ダニー・ザ・ドッグ」ばりのピアノマンはその後どうなったんでしょう?
 家輝さんの見解はコレです。相変らず、家輝さんらしい見方(笑)をなさっていて、私的にかなり受けました。


香港文匯報5月30日のエッセイより

「記憶喪失のピアノマン

 先だって新聞で読んだ話であるが、イギリスのケント州の砂浜で、精神的ショックのためか記憶を失った一人の「ピアノの天才」が発見された。暴風雨の中、この「ピアノマン」は砂浜付近をひとりでよろよろと歩いていた。警察は彼を保護したが、彼は身なりはきちんとしているものの精神的には不安定な状態で、身元を示すものは何も持っておらず、全ての質問に口を閉ざしていて、病院に送るほかなかった。

 医療関係者も彼に話をさせることはできず、紙とペンを用意して、彼がなにか手がかりとなるものを書くことを期待した。1時間後、この男性はスウェーデンの国旗とグランドピアノを描いた。ここから彼があるいは音楽に関係があるかもしれないと推測して、彼を病院の小さな教会へ(そこに唯一1台のピアノがある)連れて行き、彼の反応を試してみた。すると、やはりこの男性はためらわずピアノを弾き始め、表情はきわめてリラックスして、1曲終わると更に1曲と弾き続けた。このようなことが数日続き、毎日数時間、全く疲れた様子も見せず楽しそうだった。そうして、ピアノマンの名は、あっという間に伝え広がった。

 私は新聞を読んだ後、疑念でいっぱいだった。もしこの男性が本当にピアノの天才ならば、彼の郷里(スウェーデンとは限らない)の先生や友人は彼を探さないはずがない。もし外国人ならば、入国記録があるはずだ。それに、彼のピアノの芸術が天才的なレベルであると形容するものは、病院の従業員たちにすぎず音楽専門家ではない。全ての出来事は人々の想像も加わりロマンチックになっているのではないか?

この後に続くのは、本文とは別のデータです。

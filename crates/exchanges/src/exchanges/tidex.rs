//! Tidex (API v3). Hidden pairs are dropped from the listing.

use crate::book::{BookShape, LevelFormat};
use crate::listing::{ListingFilter, ListingShape, PairOrder, SymbolFormat};
use crate::profile::{Endpoint, ExchangeProfile};
use serde_json::json;

pub fn profile() -> ExchangeProfile {
    ExchangeProfile::new(
        "tidex",
        Endpoint::get("https://api.tidex.com/api/3/info"),
        ListingShape::Keys {
            path: vec!["pairs".into()],
            format: SymbolFormat::delimited("_", PairOrder::BaseFirst),
            id: None,
            filters: vec![ListingFilter::equals("hidden", json!(0))],
        },
        Endpoint::get("https://api.tidex.com/api/3/depth/{base_lower}_{quote_lower}?limit={depth}"),
        BookShape::sides(
            &["{base_lower}_{quote_lower}"],
            &["asks"],
            &["bids"],
            LevelFormat::pairs(),
        ),
    )
}
//! Exchange adapters for market discovery and order book snapshots.
//!
//! Every exchange answers the same two questions: which markets it lists
//! and what a market's order book looks like right now. Exchanges differ
//! only in URLs and payload shapes, so each one is described by an
//! [`ExchangeProfile`] and served by the generic [`RestExchange`].
//!
//! ## Architecture
//!
//! - `adapter` - The [`ExchangeAdapter`] contract and its REST implementation
//! - `profile` / `listing` / `book` - Declarative payload shapes and decoders
//! - `cache` - Lazily refreshed market-identity cache
//! - `ticker` - Native ↔ canonical ticker translation
//! - `registry` / `discovery` - Name lookup and multi-exchange batches
//! - `transport` - HTTP seam with a `reqwest` client and an in-memory mock
//! - `exchanges` - Built-in profile catalog

pub mod adapter;
pub mod book;
pub mod cache;
pub mod discovery;
pub mod error;
pub mod exchanges;
pub mod listing;
pub mod profile;
pub mod registry;
pub mod template;
pub mod ticker;
pub mod transport;

pub use adapter::{AdapterSettings, ExchangeAdapter, RestExchange};
pub use book::{BookLayout, BookNormalizer, BookShape, LevelFormat, Scaling};
pub use cache::{MarketCache, MarketRecord, RefreshPolicy};
pub use discovery::{first_non_empty_book, list_all, FailurePolicy};
pub use error::{ErrorKind, ExchangeError, ExchangeResult};
pub use exchanges::{builtin_profile, builtin_profiles};
pub use listing::{ListingFilter, ListingShape, PairOrder, PairSource, SymbolFormat};
pub use profile::{load_profiles, merge_profiles, Endpoint, ErrorRule, ExchangeProfile, DEFAULT_DEPTH};
pub use registry::AdapterRegistry;
pub use ticker::TickerMap;
pub use transport::{HttpRequest, HttpResponse, Method, MockTransport, ReqwestTransport, Transport};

 編集者が記事に標題をつける場合、できるだけ読者を引きつけたいのはあたりまえだ。いわゆる「死体は艶やかに、火は大火事に」である。砂浜で一人の男性が発見されたのでは何の話題にもならない。しかし、もし彼がピアノを演奏することができ、その上天才的なレベルとあれば、読者に提供する想像の空間は大いにちがってくる。その人のピアノの芸技量がどのくらいか、本当に天才的レベルなのかということについては、誰も調べたりしないようだ。

 筆者はふと思いついた。もしこれをもとに映画のストーリーを書くとすれば、この男性はもともとただの平凡なピアノ演奏家として、「記憶喪失」によって知名度を得て、マスコミが大騒ぎしている時突然自然に病気が治り、更に勢いに乗じてCDを出す。彼は身をもって話題性を作り、とんとん拍子に売れてゆく。しかし、彼の女性マネージャーは全ての事の成り行きに関わっていて、確実な証拠をもって彼の財産と感情をコントロールしようとする。そしてついに恩怨情仇のドラマを引き起こし……こんなストーリーだともっと面白いのではないかな?